Duty (illustrative): At 0 23 * * * (11 PM UTC), read ~/files/bugs/backlog.json. Classify open items by severity (critical / high / medium / low) and urgency (blocking release, customer-reported, regression, internal). Pick exactly one ticket—the highest priority that is still “actionable” (repro steps, expected vs actual). Write ~/files/bugs/current-ticket.json with id, title, description, acceptance criteria, suspected paths, and links. Mark that item in backlog.json as in-progress. Append a line to ~/files/bugs/state.json: triage_complete, timestamp, chosen id.
Handoff: When current-ticket.json exists, trigger the Fixer duty (same run or chained job).
Specialist B — Fixer
Template: custom employee with code_exec, files, and github (after OAuth and clone—see pricing for plan limits on code execution and employees).

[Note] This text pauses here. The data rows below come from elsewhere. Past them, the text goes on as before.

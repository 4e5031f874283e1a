//! # State-File Builder
//!
//! During prepare the state file is assembled in memory before being written
//! anywhere. The builder keeps the data as a chain of buffers rather than
//! one contiguous allocation so the same chain can be streamed to the state
//! file and handed to the WAL as the segments of a single logical PREPARE
//! record, without a copy in between.
//!
//! Each appended block is padded to a MAX_ALIGN multiple; the reader
//! accounts for this by stepping in aligned units.

use zerocopy::IntoBytes;

use crate::config::max_align;
use crate::statefile::{RecordHeader, StateFileHeader, CRC_SIZE};
use crate::rmgr::{RmId, RM_END_ID};
use crate::types::{RelFileId, Xid};

/// Minimum allocation for a chain buffer; keeps small appends from
/// producing a long chain of tiny segments.
const MIN_CHAIN_BUF: usize = 512;

pub struct StateFileBuilder {
    chain: Vec<Vec<u8>>,
    /// Unused capacity in the current tail buffer.
    bytes_free: usize,
    /// Total padded bytes across the chain.
    total_len: u32,
}

impl StateFileBuilder {
    pub fn new() -> Self {
        Self {
            chain: Vec::new(),
            bytes_free: 0,
            total_len: 0,
        }
    }

    /// Append a block, padding it to a MAX_ALIGN multiple. The data is
    /// copied; the caller is free to reuse its buffer.
    pub fn append(&mut self, data: &[u8]) {
        let padded = max_align(data.len());

        if padded > self.bytes_free {
            let capacity = padded.max(MIN_CHAIN_BUF);
            self.chain.push(Vec::with_capacity(capacity));
            self.bytes_free = capacity;
        }

        let tail = self.chain.last_mut().expect("chain has a tail after push");
        tail.extend_from_slice(data);
        tail.resize(tail.len() + (padded - data.len()), 0);

        self.bytes_free -= padded;
        self.total_len += padded as u32;
    }

    /// Lay down the fixed header and the three leading arrays. The header's
    /// `total_len` is left zero; [`finish`](Self::finish) patches it once
    /// every record has been registered.
    pub fn start(
        &mut self,
        header: &StateFileHeader,
        children: &[Xid],
        commit_drops: &[RelFileId],
        abort_drops: &[RelFileId],
    ) {
        debug_assert!(self.chain.is_empty());
        debug_assert_eq!(header.total_len, 0);
        debug_assert_eq!(header.nsubxacts as usize, children.len());
        debug_assert_eq!(header.ncommitrels as usize, commit_drops.len());
        debug_assert_eq!(header.nabortrels as usize, abort_drops.len());

        self.append(header.as_bytes());
        if !children.is_empty() {
            self.append(children.as_bytes());
        }
        if !commit_drops.is_empty() {
            self.append(commit_drops.as_bytes());
        }
        if !abort_drops.is_empty() {
            self.append(abort_drops.as_bytes());
        }
    }

    /// Append one resource-manager record: header, then payload.
    pub fn register_record(&mut self, rmid: RmId, info: u16, payload: &[u8]) {
        let record = RecordHeader {
            len: payload.len() as u32,
            rmid,
            info,
        };
        self.append(record.as_bytes());
        if !payload.is_empty() {
            self.append(payload);
        }
    }

    /// Append the end sentinel and patch the header's `total_len` to the
    /// final file length, leaving room for the trailing CRC.
    pub fn finish(&mut self) {
        self.register_record(RM_END_ID, 0, &[]);

        let total = self.total_len + CRC_SIZE as u32;
        let head = self
            .chain
            .first_mut()
            .expect("finish called on an empty chain");
        head[4..8].copy_from_slice(&total.to_ne_bytes());
    }

    /// Total padded data bytes currently in the chain (excluding the CRC).
    pub fn total_len(&self) -> u32 {
        self.total_len
    }

    /// The chain segments, for streaming to the state file and the WAL.
    pub fn segments(&self) -> impl Iterator<Item = &[u8]> {
        self.chain.iter().map(|buf| buf.as_slice())
    }
}

impl Default for StateFileBuilder {
    fn default() -> Self {
        Self::new()
    }
}

#[cfg(test)]
mod tests {
    use super::*;
    use crate::config::{GID_SIZE, MAX_ALIGN, STATE_FILE_MAGIC};

    fn header(nsubxacts: u32) -> StateFileHeader {
        StateFileHeader {
            magic: STATE_FILE_MAGIC,
            total_len: 0,
            xid: 7,
            database: 1,
            owner: 2,
            nsubxacts,
            ncommitrels: 0,
            nabortrels: 0,
            gid: [0u8; GID_SIZE],
        }
    }

    fn collect(builder: &StateFileBuilder) -> Vec<u8> {
        let mut out = Vec::new();
        for segment in builder.segments() {
            out.extend_from_slice(segment);
        }
        out
    }

    #[test]
    fn append_pads_to_maxalign() {
        let mut builder = StateFileBuilder::new();

        builder.append(&[1, 2, 3]);

        assert_eq!(builder.total_len(), MAX_ALIGN as u32);
        let bytes = collect(&builder);
        assert_eq!(&bytes[..3], &[1, 2, 3]);
        assert!(bytes[3..MAX_ALIGN].iter().all(|&b| b == 0));
    }

    #[test]
    fn oversized_append_starts_a_new_buffer() {
        let mut builder = StateFileBuilder::new();
        builder.append(&[0xAA; 16]);

        let big = vec![0xBB; MIN_CHAIN_BUF * 2];
        builder.append(&big);

        assert_eq!(builder.chain.len(), 2);
        assert_eq!(builder.total_len(), (16 + MIN_CHAIN_BUF * 2) as u32);
    }

    #[test]
    fn small_appends_share_one_buffer() {
        let mut builder = StateFileBuilder::new();

        for _ in 0..8 {
            builder.append(&[1, 2, 3, 4]);
        }

        assert_eq!(builder.chain.len(), 1);
        assert_eq!(builder.total_len(), 8 * MAX_ALIGN as u32);
    }

    #[test]
    fn finish_patches_total_len_with_crc_room() {
        let mut builder = StateFileBuilder::new();
        builder.start(&header(0), &[], &[], &[]);

        builder.finish();

        let bytes = collect(&builder);
        let patched = u32::from_ne_bytes(bytes[4..8].try_into().unwrap());
        assert_eq!(patched, builder.total_len() + CRC_SIZE as u32);
        assert_eq!(patched as usize, bytes.len() + CRC_SIZE);
    }

    #[test]
    fn record_payload_starts_on_aligned_offset() {
        let mut builder = StateFileBuilder::new();
        builder.start(&header(0), &[], &[], &[]);

        builder.register_record(1, 0, b"abc");
        builder.finish();

        let bytes = collect(&builder);
        let header_len = max_align(size_of::<StateFileHeader>());
        let record_start = header_len + max_align(size_of::<RecordHeader>());
        assert_eq!(&bytes[record_start..record_start + 3], b"abc");
        assert_eq!(record_start % MAX_ALIGN, 0);
    }
}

Duty: Read current-ticket.json. Use git_operation to work in your cloned repo under ~/repos/ as documented for agents. Prefer surgical line-level edits over pasting whole files—fewer AI Tasks on large trees. Run a focused check in the Daytona-backed sandbox via run_code (e.g. unit snippet or lint script you keep in-repo). Write ~/files/bugs/fix-report.md: files touched, rationale, test output, confidence. Set state.json to fix-ready.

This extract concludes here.